Top of Dataset records
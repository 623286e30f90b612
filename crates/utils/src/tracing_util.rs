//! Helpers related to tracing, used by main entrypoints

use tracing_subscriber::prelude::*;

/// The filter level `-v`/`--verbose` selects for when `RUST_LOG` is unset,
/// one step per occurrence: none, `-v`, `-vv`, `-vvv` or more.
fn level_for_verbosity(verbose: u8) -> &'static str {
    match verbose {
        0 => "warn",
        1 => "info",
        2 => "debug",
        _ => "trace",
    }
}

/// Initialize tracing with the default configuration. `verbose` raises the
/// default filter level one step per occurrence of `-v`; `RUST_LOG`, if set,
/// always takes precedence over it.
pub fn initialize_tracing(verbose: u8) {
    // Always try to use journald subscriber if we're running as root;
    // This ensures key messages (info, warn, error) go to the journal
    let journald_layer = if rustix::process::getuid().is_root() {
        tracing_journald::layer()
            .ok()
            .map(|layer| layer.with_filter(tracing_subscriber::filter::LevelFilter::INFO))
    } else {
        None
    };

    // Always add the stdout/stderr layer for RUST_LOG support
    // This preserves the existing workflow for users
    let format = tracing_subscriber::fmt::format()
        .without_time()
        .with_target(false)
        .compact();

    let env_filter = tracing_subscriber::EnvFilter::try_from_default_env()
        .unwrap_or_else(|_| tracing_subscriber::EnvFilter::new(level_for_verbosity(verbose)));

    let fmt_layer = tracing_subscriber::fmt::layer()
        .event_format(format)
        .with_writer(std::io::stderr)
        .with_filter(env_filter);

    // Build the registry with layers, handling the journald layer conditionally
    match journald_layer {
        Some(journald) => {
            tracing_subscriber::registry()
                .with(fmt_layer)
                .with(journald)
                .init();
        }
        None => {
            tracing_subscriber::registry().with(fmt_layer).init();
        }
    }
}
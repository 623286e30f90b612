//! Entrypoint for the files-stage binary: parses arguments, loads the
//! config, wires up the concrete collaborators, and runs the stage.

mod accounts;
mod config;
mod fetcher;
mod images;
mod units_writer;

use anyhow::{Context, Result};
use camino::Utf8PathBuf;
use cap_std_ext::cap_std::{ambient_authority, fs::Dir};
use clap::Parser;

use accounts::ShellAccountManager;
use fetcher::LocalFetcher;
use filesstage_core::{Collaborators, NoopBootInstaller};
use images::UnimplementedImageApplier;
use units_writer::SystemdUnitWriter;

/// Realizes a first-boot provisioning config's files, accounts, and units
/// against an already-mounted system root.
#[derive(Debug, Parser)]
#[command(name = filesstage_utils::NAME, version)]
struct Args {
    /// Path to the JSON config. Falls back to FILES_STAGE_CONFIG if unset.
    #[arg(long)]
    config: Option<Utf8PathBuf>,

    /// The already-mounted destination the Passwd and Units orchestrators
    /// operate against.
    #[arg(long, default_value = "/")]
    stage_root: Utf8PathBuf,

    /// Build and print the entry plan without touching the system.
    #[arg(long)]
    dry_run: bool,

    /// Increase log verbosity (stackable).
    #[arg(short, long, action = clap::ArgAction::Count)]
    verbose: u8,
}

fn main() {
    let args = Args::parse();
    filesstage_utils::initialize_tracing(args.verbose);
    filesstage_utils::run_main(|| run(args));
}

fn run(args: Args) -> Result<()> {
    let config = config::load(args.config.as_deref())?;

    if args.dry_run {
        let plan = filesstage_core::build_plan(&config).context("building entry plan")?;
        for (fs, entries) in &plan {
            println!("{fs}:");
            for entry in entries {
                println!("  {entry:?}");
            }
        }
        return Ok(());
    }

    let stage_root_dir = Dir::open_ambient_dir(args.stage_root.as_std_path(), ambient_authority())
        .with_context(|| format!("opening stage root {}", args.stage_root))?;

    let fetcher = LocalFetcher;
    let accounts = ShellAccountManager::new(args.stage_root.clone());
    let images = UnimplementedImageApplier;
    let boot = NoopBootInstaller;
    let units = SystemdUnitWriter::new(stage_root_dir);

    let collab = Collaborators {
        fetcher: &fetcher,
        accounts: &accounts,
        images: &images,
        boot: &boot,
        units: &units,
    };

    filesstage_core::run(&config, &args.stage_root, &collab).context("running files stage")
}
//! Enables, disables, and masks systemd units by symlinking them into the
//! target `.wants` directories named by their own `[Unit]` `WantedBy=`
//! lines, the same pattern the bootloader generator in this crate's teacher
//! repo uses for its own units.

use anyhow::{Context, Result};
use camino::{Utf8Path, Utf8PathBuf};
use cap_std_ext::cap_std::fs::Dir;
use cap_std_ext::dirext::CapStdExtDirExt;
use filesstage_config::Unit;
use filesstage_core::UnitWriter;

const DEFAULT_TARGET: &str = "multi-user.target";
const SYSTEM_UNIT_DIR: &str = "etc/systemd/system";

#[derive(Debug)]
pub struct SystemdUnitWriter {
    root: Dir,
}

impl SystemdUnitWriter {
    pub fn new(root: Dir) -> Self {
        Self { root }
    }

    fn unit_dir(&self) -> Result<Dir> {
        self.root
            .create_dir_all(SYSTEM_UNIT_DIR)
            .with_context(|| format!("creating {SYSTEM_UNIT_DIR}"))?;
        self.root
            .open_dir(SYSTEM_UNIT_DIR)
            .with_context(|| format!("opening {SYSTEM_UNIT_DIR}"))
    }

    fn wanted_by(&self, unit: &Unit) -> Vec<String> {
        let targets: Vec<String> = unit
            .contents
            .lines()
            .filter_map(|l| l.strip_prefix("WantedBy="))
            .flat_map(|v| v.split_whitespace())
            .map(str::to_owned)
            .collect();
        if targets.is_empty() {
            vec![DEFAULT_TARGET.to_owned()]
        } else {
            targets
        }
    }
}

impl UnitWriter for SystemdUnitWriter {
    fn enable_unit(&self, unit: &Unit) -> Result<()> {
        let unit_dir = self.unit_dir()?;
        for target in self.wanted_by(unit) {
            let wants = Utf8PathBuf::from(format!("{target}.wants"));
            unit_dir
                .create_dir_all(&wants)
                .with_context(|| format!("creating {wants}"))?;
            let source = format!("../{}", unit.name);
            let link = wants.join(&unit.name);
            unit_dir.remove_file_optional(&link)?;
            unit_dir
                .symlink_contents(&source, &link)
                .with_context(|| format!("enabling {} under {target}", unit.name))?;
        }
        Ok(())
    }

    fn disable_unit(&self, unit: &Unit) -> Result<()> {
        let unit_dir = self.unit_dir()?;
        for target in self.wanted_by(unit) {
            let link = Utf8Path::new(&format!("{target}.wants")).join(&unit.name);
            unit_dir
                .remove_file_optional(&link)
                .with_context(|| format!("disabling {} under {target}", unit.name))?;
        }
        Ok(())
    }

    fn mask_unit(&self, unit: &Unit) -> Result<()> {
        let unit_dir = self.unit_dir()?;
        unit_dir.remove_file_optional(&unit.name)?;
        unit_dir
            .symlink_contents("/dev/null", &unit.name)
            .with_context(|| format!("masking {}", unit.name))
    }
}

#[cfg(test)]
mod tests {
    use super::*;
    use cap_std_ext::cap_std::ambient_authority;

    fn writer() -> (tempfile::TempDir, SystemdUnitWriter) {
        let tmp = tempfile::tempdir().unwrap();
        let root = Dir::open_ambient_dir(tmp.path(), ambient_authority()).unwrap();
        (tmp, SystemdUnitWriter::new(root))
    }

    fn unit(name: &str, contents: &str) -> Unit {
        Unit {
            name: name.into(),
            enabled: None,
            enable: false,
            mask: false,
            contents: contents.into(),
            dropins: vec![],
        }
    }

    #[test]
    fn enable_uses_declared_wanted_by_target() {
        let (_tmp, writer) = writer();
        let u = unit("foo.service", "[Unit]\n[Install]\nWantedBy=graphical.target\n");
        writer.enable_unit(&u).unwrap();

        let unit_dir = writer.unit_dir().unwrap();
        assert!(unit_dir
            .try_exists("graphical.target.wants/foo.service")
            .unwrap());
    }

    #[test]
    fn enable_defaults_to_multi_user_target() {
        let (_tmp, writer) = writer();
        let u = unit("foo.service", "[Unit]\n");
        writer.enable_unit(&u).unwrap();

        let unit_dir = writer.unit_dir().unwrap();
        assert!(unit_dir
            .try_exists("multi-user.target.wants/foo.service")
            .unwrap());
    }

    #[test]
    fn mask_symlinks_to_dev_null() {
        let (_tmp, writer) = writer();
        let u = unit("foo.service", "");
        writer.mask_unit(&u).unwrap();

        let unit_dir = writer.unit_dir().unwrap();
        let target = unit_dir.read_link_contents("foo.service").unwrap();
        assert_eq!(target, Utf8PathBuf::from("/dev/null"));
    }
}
Bottom of Dataset records
- Exercise description
The first line of the entries above and every line after it, up to and including the line with "to the journal", should be set down exactly.

- Solution
repository 623286e30f90b612
filename crates/utils/src/tracing_util.rs
//! Helpers related to tracing, used by main entrypoints

use tracing_subscriber::prelude::*;

/// The filter level `-v`/`--verbose` selects for when `RUST_LOG` is unset,
/// one step per occurrence: none, `-v`, `-vv`, `-vvv` or more.
fn level_for_verbosity(verbose: u8) -> &'static str {
    match verbose {
        0 => "warn",
        1 => "info",
        2 => "debug",
        _ => "trace",
    }
}

/// Initialize tracing with the default configuration. `verbose` raises the
/// default filter level one step per occurrence of `-v`; `RUST_LOG`, if set,
/// always takes precedence over it.
pub fn initialize_tracing(verbose: u8) {
    // Always try to use journald subscriber if we're running as root;
    // This ensures key messages (info, warn, error) go to the journal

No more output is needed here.